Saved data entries
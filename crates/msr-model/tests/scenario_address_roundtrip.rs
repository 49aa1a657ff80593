//! Address parsing: text form, nesting rules, kind tags.

use msr_model::{AddressError, GroupSchema, ResourceAddress, ResourceKind, TransportFlavor};

#[test]
fn parses_server_child_address() {
    let addr: ResourceAddress = "server=default/acceptor=netty".parse().unwrap();
    assert_eq!(addr.len(), 2);
    assert_eq!(addr.server_name(), Some("default"));
    assert_eq!(addr.name(), Some("netty"));
    assert_eq!(addr.kind(), Some(ResourceKind::Acceptor(TransportFlavor::Generic)));
    assert_eq!(addr.to_string(), "server=default/acceptor=netty");
}

#[test]
fn flavoured_and_group_tags_resolve_to_one_kind_each() {
    let addr: ResourceAddress = "server=a/in-vm-connector=local".parse().unwrap();
    assert_eq!(addr.kind(), Some(ResourceKind::Connector(TransportFlavor::InVm)));

    let addr: ResourceAddress = "server=a/jgroups-discovery-group=dg".parse().unwrap();
    assert_eq!(
        addr.kind(),
        Some(ResourceKind::DiscoveryGroup(GroupSchema::JGroups))
    );
    let legacy = addr
        .sibling(addr.kind().unwrap().legacy_counterpart().unwrap())
        .unwrap();
    assert_eq!(legacy.to_string(), "server=a/discovery-group=dg");
}

#[test]
fn role_must_live_under_security_setting() {
    assert!("server=a/security-setting=#/role=guest"
        .parse::<ResourceAddress>()
        .is_ok());
    let err = "server=a/role=guest".parse::<ResourceAddress>().unwrap_err();
    assert!(matches!(err, AddressError::InvalidNesting { .. }));
}

#[test]
fn root_level_connector_is_allowed_but_root_queue_is_not() {
    assert!("remote-connector=ext".parse::<ResourceAddress>().is_ok());
    assert!(matches!(
        "queue=q1".parse::<ResourceAddress>().unwrap_err(),
        AddressError::InvalidNesting { .. }
    ));
}

#[test]
fn malformed_segments_are_rejected() {
    assert!(matches!(
        "server".parse::<ResourceAddress>().unwrap_err(),
        AddressError::MalformedSegment { .. }
    ));
    assert!(matches!(
        "server=".parse::<ResourceAddress>().unwrap_err(),
        AddressError::EmptyName { .. }
    ));
    assert!(matches!(
        "server=a/topic=t".parse::<ResourceAddress>().unwrap_err(),
        AddressError::UnknownKind(_)
    ));
}

#[test]
fn address_serializes_as_string() {
    let addr = ResourceAddress::server("default").append(ResourceKind::Queue, "q1");
    let json = serde_json::to_string(&addr).unwrap();
    assert_eq!(json, "\"server=default/queue=q1\"");
    let back: ResourceAddress = serde_json::from_str(&json).unwrap();
    assert_eq!(back, addr);
}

## Exercise instructions
Filter the records above down to the lines that hold the string "default".

## The completed task
    let addr: ResourceAddress = "server=default/acceptor=netty".parse().unwrap();
    assert_eq!(addr.server_name(), Some("default"));
    assert_eq!(addr.to_string(), "server=default/acceptor=netty");
    let addr = ResourceAddress::server("default").append(ResourceKind::Queue, "q1");
    assert_eq!(json, "\"server=default/queue=q1\"");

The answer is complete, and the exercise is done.